Experts say it had been an open secret for some time that Yuldashev and his central Asian colleagues were sheltering in the area, after fleeing Afghanistan as their Taliban allies were forced from power by the United States in late 2001. "Everybody knew this group was there," said Pakistani author Ahmed Rashid. "There was a kind of official deal."
Yuldashev first emerged in the late 1980s as the founder of the Adolat or Justice movement, a gang of young Muslim vigilantes meting out mediaeval punishment in Uzbekistan's breathtakingly beautiful Ferghana Valley during the Soviet Union's final days. Thieves and prostitutes would be seated on donkeys, face to tail, and paraded around town, others beaten with sticks or tied to poles for passersby to spit in their faces. Precursors to the Taliban, Adolat youths wearing green armbands would drag off any woman daring to wear a short skirt and shave her heads.
The difference between them and Brownshirts was... what? | Yuldashev's denouncements of post-Communist President Islam Karimov made him a wanted man, and he left to join like-minded Muslim militants fighting Tajikistan's civil war in the 1990s.

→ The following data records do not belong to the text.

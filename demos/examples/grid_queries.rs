// Copyright 2025 the Understory Authors
// SPDX-License-Identifier: Apache-2.0 OR MIT

//! Grid queries over a point cloud.
//!
//! Store mesh-like vertices in a hash grid, query a sphere, find nearest
//! neighbours, then erase a region.
//!
//! Run:
//! - `cargo run -p understory_demos --example grid_queries`

use understory_grid::{Extent, HashTableGrid3, Point3, Spatial, Sphere};

#[derive(Clone, Debug, PartialEq)]
struct Vertex {
    position: Point3<f64>,
    index: usize,
}

impl Spatial<f64, 3> for Vertex {
    const PUNCTUAL: bool = true;

    fn extent(&self) -> Option<Extent<f64, 3>> {
        Some(Extent::Point(self.position))
    }
}

fn main() {
    // A 10x10x10 lattice of vertices in the unit cube.
    let vertices: Vec<_> = (0..1000)
        .map(|i| Vertex {
            position: Point3::new([
                (i / 100) as f64 / 9.0,
                (i / 10 % 10) as f64 / 9.0,
                (i % 10) as f64 / 9.0,
            ]),
            index: i,
        })
        .collect();

    let mut grid: HashTableGrid3<Vertex> = HashTableGrid3::from_values(vertices);
    println!(
        "grid: {:?} cells, {} non-empty",
        grid.regular_grid().cell_numbers(),
        grid.non_empty_cells().len()
    );

    // Vertices in a small ball around the center.
    let ball = Sphere::new(Point3::new([0.5, 0.5, 0.5]), 0.2);
    let inside = grid.values_in_sphere(&ball);
    println!("{} vertices within 0.2 of the center", inside.len());
    assert_eq!(inside.len(), grid.count_in_sphere(&ball));

    // Nearest vertex to an off-lattice point.
    let query = Point3::new([0.26, 0.74, 0.01]);
    let (nearest, d) = grid
        .closest_value(&query, |q, v| q.dist(&v.position))
        .unwrap();
    println!("nearest vertex: #{} at distance {d:.4}", nearest.value.index);

    // Its five nearest neighbours, including itself.
    let around = nearest.value.position;
    let ring: Vec<_> = grid
        .k_closest_values(&around, 5, |q, v| q.dist(&v.position))
        .into_iter()
        .map(|(e, d)| (e.value.index, d))
        .collect();
    println!("5 nearest to #{}: {ring:?}", nearest.value.index);
    assert_eq!(ring[0].1, 0.0, "the closest vertex to itself is itself");

    // Drop everything in the ball.
    let erased = grid.erase_in_sphere(&ball);
    println!("erased {erased} vertices, {} left", grid.len());
    assert_eq!(grid.count_in_sphere(&ball), 0);
}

He later helped found the IMU, a motley crew including Kyrgyz, Tajiks and even some Uighurs from China's restive Xinjiang province. Their goal was to set up an Islamic state in Uzbekistan and ultimately throughout Central Asia. Blamed for a series of bomb attacks in the Uzbek capital Tashkent in 1999, Yuldashev was sentenced to death in absentia. By this time he is thought to have fled the region for the safe haven of Taliban-ruled Afghanistan. Bin Laden and Taliban leader Mullah Mohammad Omar were enthusiastic about the IMU's plans to Islamise Central Asia and the movement was welcomed into al Qaeda.

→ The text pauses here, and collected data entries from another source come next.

// Copyright 2025 the Understory Authors
// SPDX-License-Identifier: Apache-2.0 OR MIT

//! Sorted storage: a flat value list grouped by cell plus a per-cell offset table.

use alloc::boxed::Box;
use alloc::collections::BTreeSet;
use alloc::vec;
use alloc::vec::Vec;
use core::fmt::Debug;

use crate::cell::CellCoord;
use crate::regular::RegularGrid;
use crate::storage::{CellStorage, ElementId};
use crate::types::Scalar;

#[derive(Clone, Debug)]
struct Slot<V> {
    cell: usize,
    id: ElementId,
    value: V,
}

/// Build-once cell storage.
///
/// Values are appended unsorted and become visible to queries only after
/// [`build`](crate::StaticGrid::build): the list is then stably sorted by
/// linear cell index and every cell gets the offset of its first value, or
/// the list length if it is empty. Inserting again invalidates the table
/// until the next build. Values cannot be erased.
#[derive(Clone)]
pub struct SortedCells<V> {
    slots: Vec<Slot<V>>,
    offsets: Vec<usize>,
}

impl<V> Default for SortedCells<V> {
    fn default() -> Self {
        Self {
            slots: Vec::new(),
            offsets: Vec::new(),
        }
    }
}

impl<V> Debug for SortedCells<V> {
    fn fmt(&self, f: &mut core::fmt::Formatter<'_>) -> core::fmt::Result {
        f.debug_struct("SortedCells")
            .field("entries", &self.slots.len())
            .field("built", &self.is_built())
            .finish_non_exhaustive()
    }
}

impl<V> SortedCells<V> {
    /// Whether the offset table matches the stored values.
    pub fn is_built(&self) -> bool {
        !self.offsets.is_empty()
    }

    /// Sort the values by cell and rebuild the offset table for `grid`.
    pub(crate) fn build<T: Scalar, const N: usize>(&mut self, grid: &RegularGrid<T, N>) {
        self.slots.sort_by_key(|s| s.cell);
        let sentinel = self.slots.len();
        self.offsets = vec![sentinel; grid.cell_count()];
        for (i, slot) in self.slots.iter().enumerate() {
            let offset = &mut self.offsets[slot.cell];
            if *offset == sentinel {
                *offset = i;
            }
        }
        log::debug!(
            "sorted {} values into {} cells",
            self.slots.len(),
            self.offsets.len()
        );
    }
}

/// Iterator over the values of one sorted cell.
#[derive(Debug)]
pub struct SortedCellValues<'a, V> {
    inner: core::slice::Iter<'a, Slot<V>>,
}

impl<'a, V> Iterator for SortedCellValues<'a, V> {
    type Item = (ElementId, &'a V);

    fn next(&mut self) -> Option<Self::Item> {
        self.inner.next().map(|s| (s.id, &s.value))
    }

    fn size_hint(&self) -> (usize, Option<usize>) {
        self.inner.size_hint()
    }
}

impl<T: Scalar, const N: usize, V> CellStorage<T, N, V> for SortedCells<V> {
    type Values<'a>
        = SortedCellValues<'a, V>
    where
        Self: 'a,
        V: 'a;

    fn values_in_cell<'a>(
        &'a self,
        grid: &RegularGrid<T, N>,
        cell: &CellCoord<N>,
    ) -> Self::Values<'a> {
        let idx = grid.index_of_cell(cell);
        let start = self
            .offsets
            .get(idx)
            .copied()
            .unwrap_or(self.slots.len())
            .min(self.slots.len());
        let run = &self.slots[start..];
        let end = run.iter().position(|s| s.cell != idx).unwrap_or(run.len());
        SortedCellValues {
            inner: run[..end].iter(),
        }
    }

    fn insert_in_cell(
        &mut self,
        grid: &RegularGrid<T, N>,
        cell: CellCoord<N>,
        id: ElementId,
        value: V,
    ) -> bool {
        self.slots.push(Slot {
            cell: grid.index_of_cell(&cell),
            id,
            value,
        });
        self.offsets.clear();
        true
    }

    fn non_empty_cells(&self, grid: &RegularGrid<T, N>) -> BTreeSet<CellCoord<N>> {
        self.slots
            .iter()
            .map(|s| grid.cell_of_index(s.cell))
            .collect()
    }

    fn entries<'a>(
        &'a self,
        grid: &'a RegularGrid<T, N>,
    ) -> Box<dyn Iterator<Item = (CellCoord<N>, ElementId, &'a V)> + 'a> {
        Box::new(
            self.slots
                .iter()
                .map(move |s| (grid.cell_of_index(s.cell), s.id, &s.value)),
        )
    }

    fn len(&self) -> usize {
        self.slots.len()
    }

    fn clear(&mut self) {
        self.slots.clear();
        self.offsets.clear();
    }

    fn finish(&mut self, grid: &RegularGrid<T, N>) {
        self.build(grid);
    }
}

Fighting on the Taliban's side in Afghanistan's civil war, the IMU boasted several thousand fighters. But its base near the northern town of Mazar-e-Sharif was bombed by U.S. warplanes in the wake of the September 11, 2001 attacks and Yuldashev's comrade-in-arms Juma Namangani killed. Yuldashev is believed to have joined senior Taliban and al Qaeda leaders in the Tora Bora mountains of Afghanistan, and is rumoured to have led resistance to U.S. forces during the fierce fighting of Operation Anaconda in the spring of 2002.
Yuldashev's next bolt hole was Pakistan's Waziristan, where he and his gang appear to have won over many conservative tribal people. "Many have settled down, have married and got kids, they speak Pashto and they are completely tuned in," said Rashid. "He recites the Quran very beautifully, very mesmerisingly, which made him very popular in Waziristan." Locals said the tall and well-built Yuldashev was still active in Waziristan, preaching jihad from mosques in the area. A recruitment video received by Reuters this week shows the bearded commander, one end of his black turban draped over his shoulder, passionately exhorting his men in Uzbek and Arabic.
Fighters were taught to clean their guns in lessons conducted on mountain meadows, others were shown treking through steep, verdant hills laden down with rocket-propelled grenades, rifles and backpacks. It was unclear when or where the footage was shot. At some point Pakistani President Pervez Musharraf seems to have decided he could no longer tolerate Yuldashev's men on his soil, either because of American pressure or even because of Chinese concerns about the Uighurs who might be among them. But the army admits it was not expecting the level of resistance it encountered. Yuldashev may have got away but could have been wounded during a dash for freedom. Those of his colleagues still encircled by Pakistan's army show no sign of giving up. "They are really trapped there, and they are going to fight to the death. They have nowhere else to go," said Rashid.